Mr. Chairman I am pleased to join the bipartisan support for H.R. 3614, a bill familiar to the distinguished chairman and members of this committee. It is a simple reaffirmation of Congressional intent that funds made available for REA loans each year shall be fully obligated each year.

The Rural Electrification Program of our government has been one of the pillars of our national life. Congress through the years has declared its desire that this program be continued, providing low interest loans to extend light and power to homes and communities insufficiently attractive to the private utilities. All across this land, men have banded together in co-operative efforts that aimed to make rural and small-town life better by making light, power, and telephone service more widely available.

These men are honest citizens. They have displayed this quality most recently when they petitioned, through their national organization, for continuance of the 2 percent loans. I call attention to their resolution which recognized that some electric co-operatives may be able to pay more than 2 percent, while others could not afford higher interest payments. Their resolution went on to say that once the loan procedures of the REA Act of 1936 are reinstated, they will negotiate in good faith on changes needed to improve the Act's budgetary impact.

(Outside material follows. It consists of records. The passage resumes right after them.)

//! Gemforge Core -- the accrual engine for an idle factory economy.
//!
//! Factories produce gems over real elapsed time, can be leveled up at a
//! cost, and resume correctly after the process is closed and reopened,
//! crediting the player for the closure gap. This crate is the production
//! engine, the upgrade state machine, and the save/restore consistency
//! model; rendering and input stay on the far side of a fire-and-forget
//! notification bus.
//!
//! # Session Lifecycle
//!
//! A [`session::Session`] wires one clock, one save store, one ledger, and
//! one registry for the process lifetime, and implements the three
//! [`session::Lifecycle`] hooks a host loop drives:
//!
//! 1. **Start** -- [`reconcile::reconcile_startup`] restores persisted state
//!    and credits gems produced while the process was closed.
//! 2. **Tick** -- [`registry::FactoryRegistry::advance`] accumulates elapsed
//!    time and fires fixed-cadence production ticks into the ledger.
//! 3. **Stop** -- [`reconcile::checkpoint_shutdown`] durably records the
//!    shutdown instant and the full session state.
//!
//! # Key Types
//!
//! - [`ledger::GemLedger`] -- the currency balance; strict-inequality spend
//!   check, monotonic credit.
//! - [`factory::Factory`] -- one production unit; pure accrual computation
//!   plus the level-bounded upgrade transition.
//! - [`registry::FactoryRegistry`] -- ordered factory collection and the
//!   time-accumulator tick driver.
//! - [`clock::Clock`] -- wall-clock source, injected so tests drive time.
//! - [`event::NotificationBus`] -- outbound notifications to the display
//!   layer.
//!
//! Durable state lives behind [`gemforge_persist::SaveStore`].

pub mod clock;
pub mod config;
pub mod error;
pub mod event;
pub mod factory;
pub mod ledger;
pub mod reconcile;
pub mod registry;
pub mod session;

#[cfg(any(test, feature = "test-utils"))]
pub mod test_utils;

pub use clock::{Clock, Seconds, SystemClock, Timestamp};
pub use config::{ConfigError, FactorySpec, GameConfig};
pub use error::{BuildError, SessionError, UpgradeError};
pub use event::{Notification, NotificationBus};
pub use factory::{Factory, FactoryId};
pub use ledger::GemLedger;
pub use reconcile::StartupReport;
pub use registry::FactoryRegistry;
pub use session::{Lifecycle, Session};
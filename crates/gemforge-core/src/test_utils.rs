//! Test helpers shared by unit, integration, and property tests.
//!
//! Gated behind the `test-utils` feature (and always present for this
//! crate's own tests).

use crate::clock::{Clock, Seconds, Timestamp};
use crate::config::{FactorySpec, GameConfig};
use crate::session::Session;
use gemforge_persist::{MemoryStore, SaveDocument, SaveStore, StoreError};
use std::cell::{Cell, RefCell};
use std::rc::Rc;

/// A hand-driven clock. Clones share the same underlying time, so a test
/// can keep a handle while the session owns another.
#[derive(Debug, Clone)]
pub struct ManualClock {
    seconds: Rc<Cell<f64>>,
}

impl ManualClock {
    /// A clock reading `seconds` since the epoch.
    pub fn starting_at(seconds: f64) -> Self {
        Self {
            seconds: Rc::new(Cell::new(seconds)),
        }
    }

    /// Move the clock forward (or backward, with a negative delta).
    pub fn advance(&self, dt: Seconds) {
        self.seconds.set(self.seconds.get() + dt);
    }

    /// Jump the clock to an absolute reading.
    pub fn set(&self, seconds: f64) {
        self.seconds.set(seconds);
    }
}

impl Clock for ManualClock {
    fn now(&self) -> Timestamp {
        Timestamp::from_seconds(self.seconds.get())
    }
}

/// A [`MemoryStore`] behind a shared handle, so a test can hand a session
/// "the same store" twice and simulate a process restart.
#[derive(Debug, Clone, Default)]
pub struct SharedMemoryStore {
    inner: Rc<RefCell<MemoryStore>>,
}

impl SharedMemoryStore {
    pub fn new() -> Self {
        Self::default()
    }

    /// Direct access to the underlying store, e.g. to seed state or toggle
    /// failure injection.
    pub fn with_inner<R>(&self, f: impl FnOnce(&mut MemoryStore) -> R) -> R {
        f(&mut self.inner.borrow_mut())
    }
}

impl SaveStore for SharedMemoryStore {
    fn read_gems(&self) -> Result<Option<u64>, StoreError> {
        self.inner.borrow().read_gems()
    }

    fn write_gems(&mut self, total: u64) -> Result<(), StoreError> {
        self.inner.borrow_mut().write_gems(total)
    }

    fn read_checkpoint(&self) -> Result<Option<f64>, StoreError> {
        self.inner.borrow().read_checkpoint()
    }

    fn write_checkpoint(&mut self, seconds: f64) -> Result<(), StoreError> {
        self.inner.borrow_mut().write_checkpoint(seconds)
    }

    fn read_factory_count(&self) -> Result<Option<u32>, StoreError> {
        self.inner.borrow().read_factory_count()
    }

    fn write_factory_count(&mut self, count: u32) -> Result<(), StoreError> {
        self.inner.borrow_mut().write_factory_count(count)
    }

    fn read_document(&self) -> Result<Option<SaveDocument>, StoreError> {
        self.inner.borrow().read_document()
    }

    fn write_document(&mut self, doc: &SaveDocument) -> Result<(), StoreError> {
        self.inner.borrow_mut().write_document(doc)
    }
}

/// A spec producing whole gems per second, convenient for exact assertions.
pub fn unit_rate_spec() -> FactorySpec {
    FactorySpec {
        production_rate: 1.0,
        ..FactorySpec::default()
    }
}

/// Default config except the starting factory produces 1 gem/s.
pub fn unit_rate_config() -> GameConfig {
    GameConfig {
        starting_factory: unit_rate_spec(),
        ..GameConfig::default()
    }
}

/// A headless session over a manual clock and an in-memory store.
pub fn memory_session(config: GameConfig) -> (Session<ManualClock, MemoryStore>, ManualClock) {
    let clock = ManualClock::starting_at(0.0);
    let session = Session::new(clock.clone(), MemoryStore::new(), config);
    (session, clock)
}
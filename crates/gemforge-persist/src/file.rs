//! File-backed save store: two JSON files in a save directory.
//!
//! - `prefs.json` holds the scalar slots as a flat JSON object.
//! - `factories.json` holds the [`SaveDocument`].
//!
//! Every scalar write is read-merge-rewrite of `prefs.json`, so each slot
//! stays independently writable at the cost of rewriting the small file.
//! All writes are synchronous; there is no batching or async queue.

use crate::document::SaveDocument;
use crate::store::{SaveStore, StoreError};
use serde::{Deserialize, Serialize};
use std::path::{Path, PathBuf};

const PREFS_FILE: &str = "prefs.json";
const DOCUMENT_FILE: &str = "factories.json";

/// The scalar slots, mirrored as one flat JSON object on disk.
#[derive(Debug, Clone, Default, Serialize, Deserialize)]
#[serde(rename_all = "camelCase")]
struct Prefs {
    #[serde(skip_serializing_if = "Option::is_none")]
    gems: Option<u64>,
    #[serde(skip_serializing_if = "Option::is_none")]
    last_checkpoint: Option<f64>,
    #[serde(skip_serializing_if = "Option::is_none")]
    active_factories: Option<u32>,
}

/// A [`SaveStore`] backed by JSON files in a directory.
#[derive(Debug)]
pub struct FileStore {
    dir: PathBuf,
}

impl FileStore {
    /// Open a store rooted at `dir`, creating the directory if needed.
    pub fn open(dir: impl Into<PathBuf>) -> Result<Self, StoreError> {
        let dir = dir.into();
        std::fs::create_dir_all(&dir)?;
        tracing::debug!(dir = %dir.display(), "opened save store");
        Ok(Self { dir })
    }

    /// The directory this store writes into.
    pub fn dir(&self) -> &Path {
        &self.dir
    }

    fn prefs_path(&self) -> PathBuf {
        self.dir.join(PREFS_FILE)
    }

    fn document_path(&self) -> PathBuf {
        self.dir.join(DOCUMENT_FILE)
    }

    fn read_prefs(&self) -> Result<Prefs, StoreError> {
        let path = self.prefs_path();
        if !path.exists() {
            return Ok(Prefs::default());
        }
        let content = std::fs::read_to_string(&path)?;
        serde_json::from_str(&content).map_err(|e| StoreError::Corrupt {
            file: path,
            detail: e.to_string(),
        })
    }

    fn write_prefs(&self, prefs: &Prefs) -> Result<(), StoreError> {
        let json = serde_json::to_string_pretty(prefs).map_err(|e| StoreError::Corrupt {
            file: self.prefs_path(),
            detail: e.to_string(),
        })?;
        std::fs::write(self.prefs_path(), json)?;
        Ok(())
    }
}

impl SaveStore for FileStore {
    fn read_gems(&self) -> Result<Option<u64>, StoreError> {
        Ok(self.read_prefs()?.gems)
    }

    fn write_gems(&mut self, total: u64) -> Result<(), StoreError> {
        let mut prefs = self.read_prefs().unwrap_or_default();
        prefs.gems = Some(total);
        self.write_prefs(&prefs)
    }

    fn read_checkpoint(&self) -> Result<Option<f64>, StoreError> {
        Ok(self.read_prefs()?.last_checkpoint)
    }

    fn write_checkpoint(&mut self, seconds: f64) -> Result<(), StoreError> {
        let mut prefs = self.read_prefs().unwrap_or_default();
        prefs.last_checkpoint = Some(seconds);
        self.write_prefs(&prefs)
    }

    fn read_factory_count(&self) -> Result<Option<u32>, StoreError> {
        Ok(self.read_prefs()?.active_factories)
    }

    fn write_factory_count(&mut self, count: u32) -> Result<(), StoreError> {
        let mut prefs = self.read_prefs().unwrap_or_default();
        prefs.active_factories = Some(count);
        self.write_prefs(&prefs)
    }

    fn read_document(&self) -> Result<Option<SaveDocument>, StoreError> {
        let path = self.document_path();
        if !path.exists() {
            return Ok(None);
        }
        let content = std::fs::read_to_string(&path)?;
        let doc = serde_json::from_str(&content).map_err(|e| StoreError::Corrupt {
            file: path,
            detail: e.to_string(),
        })?;
        Ok(Some(doc))
    }

    fn write_document(&mut self, doc: &SaveDocument) -> Result<(), StoreError> {
        let json = serde_json::to_string_pretty(doc).map_err(|e| StoreError::Corrupt {
            file: self.document_path(),
            detail: e.to_string(),
        })?;
        std::fs::write(self.document_path(), json)?;
        Ok(())
    }
}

The REA co-ops, under this legislation, would continue their services, and in turn would negotiate interest rates based on the ability of borrowers to pay. Let me stress here what I believe to be the service they offer. I believe it is service important to all consumers, all citizens. I do not have to explain to this committee that farm work is hard, that hours are long and rewards often very modest. Even with modern advances in technology, we are seeing people leave the farms at a rate of half a million a year over the past ten years. Our nation faces a genuine energy crisis in the loss of labor that produces food and fiber, and every citizen has a stake in that energy shortage.

If farm life cannot be maintained attractive and rewarding, the out-migration from the rural areas will increase. Not only will we have less production for our consumer needs, but we shall have multiplication of urban problems of crime, congestion and pollution.

One final point: all of us are aware of the huge national debt and the need for sound investment of every tax dollar. It is important to remember that the REA program is not a hand-out plan, but rather a system of government loans. Certainly the national government needs the strength that rural electrification provides on our farms, and all we ask is that a tested and successful program of obvious merit be maintained.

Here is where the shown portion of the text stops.